Good news for Esperion’s heart drug

Pharma Horizon

Esperion Therapeutics, Inc, the lipid management company trying to develop a new cholesterol drug, has announced the U.S. Food and Drug Administration (FDA) recently confirmed that Esperion’s LDL-C lowering program is adequate to support approval of an LDL-C lowering indication for bempedoic acid  and could be approved based on blood test results, before a larger study proving it prevents heart attacks, strokes, heart procedures or deaths has been completed.

This announcement should be considered a good news for the shareholders who where on the other side negatively surprised by Friday 17th march news when Esperion’s shares dropped 20% because Amgen’s cholesterol drug, Repatha, did less well at preventing heart problems than analysts at investment banks had forecast it would. 

But few consideration must be taken on what happened on Friday when shareholders lineked Amgen’s result to the future of Esperion’s drug. Investors could have just  decide to abandon heart drugs because of their not brialiant sales performance as Repatha and  Entresto, a much-hyped heart failure drug from Novartis, even if nobody understand how come what used to be the drug industry’s biggest market has suddenly become infertile.

However what happened with Amgen data  should not have a negative reflection on to what will happen with Esperion’s drug.
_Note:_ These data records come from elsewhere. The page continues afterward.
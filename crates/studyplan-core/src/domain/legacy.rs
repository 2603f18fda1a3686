//! Import of the superseded local snapshot.
//!
//! Before tasks lived in the remote store, the whole list was kept as one JSON
//! array under a fixed key in browser storage, with no owner column. That
//! format is only read here, to migrate an exported snapshot into the store;
//! it is never written and never used as a second persistence mode.

use serde::Deserialize;

use super::date::TaskDate;
use super::task::{Category, NewTask, Priority, Subject, ValidationError};

/// Storage key the snapshot was saved under.
pub const LEGACY_SNAPSHOT_KEY: &str = "minha_plataforma_tarefas";

#[derive(Debug, Clone, Deserialize)]
struct LegacyRecord {
    #[serde(default, rename = "titulo")]
    title: Option<String>,
    #[serde(default, rename = "data")]
    date: Option<String>,
    #[serde(default, rename = "tipo")]
    category: Option<Category>,
    #[serde(default, rename = "prioridade")]
    priority: Option<Priority>,
    #[serde(default, rename = "concluida")]
    completed: bool,
}

/// One snapshot entry converted into a creation request.
#[derive(Debug, Clone, PartialEq, Eq)]
pub struct LegacyEntry {
    pub task: NewTask,
    pub completed: bool,
}

#[derive(Debug, Clone, Default)]
pub struct LegacyImport {
    pub entries: Vec<LegacyEntry>,
    /// Records dropped because they would fail creation (title/date).
    pub rejected: Vec<(usize, ValidationError)>,
}

/// Parse an exported snapshot (the JSON array stored under [`LEGACY_SNAPSHOT_KEY`]).
pub fn parse_snapshot(json: &str) -> Result<LegacyImport, serde_json::Error> {
    let records: Vec<LegacyRecord> = serde_json::from_str(json)?;
    let mut import = LegacyImport::default();

    for (index, record) in records.into_iter().enumerate() {
        let task = NewTask {
            title: record.title.unwrap_or_default(),
            date: record.date.map(TaskDate::raw),
            category: record.category.unwrap_or_default(),
            priority: record.priority.unwrap_or_default(),
            subject: Subject::Unspecified,
        };
        match task.validate() {
            Ok(()) => import.entries.push(LegacyEntry {
                task,
                completed: record.completed,
            }),
            Err(err) => import.rejected.push((index, err)),
        }
    }

    Ok(import)
}
//! App - アプリケーション層
//!
//! このモジュールは、ports を組み合わせてアプリケーションロジックを実装します。
//!
//! # 主要コンポーネント
//! - **TaskRepository**: owner / credential を付けて TaskStore を呼ぶアダプタ
//! - **Session**: owner とトークンプロバイダの組
//! - **Planner**: タスク一覧の状態コンテナ（世代番号で古い fetch を破棄）
//! - **TaskSnapshot**: 画面用ビューモデルの材料
//! - **PlannerBuilder**: Planner の構築とワイヤリング

pub mod builder;
pub mod planner;
pub mod repository;
pub mod session;
pub mod snapshot;

// 主要な型を再エクスポート
pub use self::builder::{BuildError, PlannerBuilder};
pub use self::planner::{ImportReport, Planner, Refresh};
pub use self::repository::{SkipReason, TaskRepository, WriteOutcome};
pub use self::session::Session;
pub use self::snapshot::TaskSnapshot;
Firstofall Amgen’s Repatha underperformed in part because it had no effect on heart hospitalizations, as nowdays due to  new, better blood tests, people hospitalized for chest pain are now more likely to have  problems unrelated to heart disease so that’s why  cholesterol drugs have no effect. However as explained by Tim Mayleben, Esperion’s chief executive, Esperion still has plenty of time to change the goal of its research.

Furthermore Esperion will  have another advantage over Amgen’s drug: it will be a lot cheaper than comparable traditional cholesterol pills. And this bring us to antoher difference between Repatha and Esperion, one is an injectable drug the other is a pill.

Finally, Esperion’s study will also be composed of people with much higher cholesterol levels than the Amgen study.

The company plans to apply for approval by the first half of 2019. Also the company expexts to finish  its study on heart problems and strokes by 2021.

Esperion’s initial approval would be in patients with high cardiovascular risk, particularly those with established coronary artery disease or familial hypercholesterolemia, a genetic disease that causes high cholesterol levels. If a study showed the drug reduced heart problems, that approval could be expanded.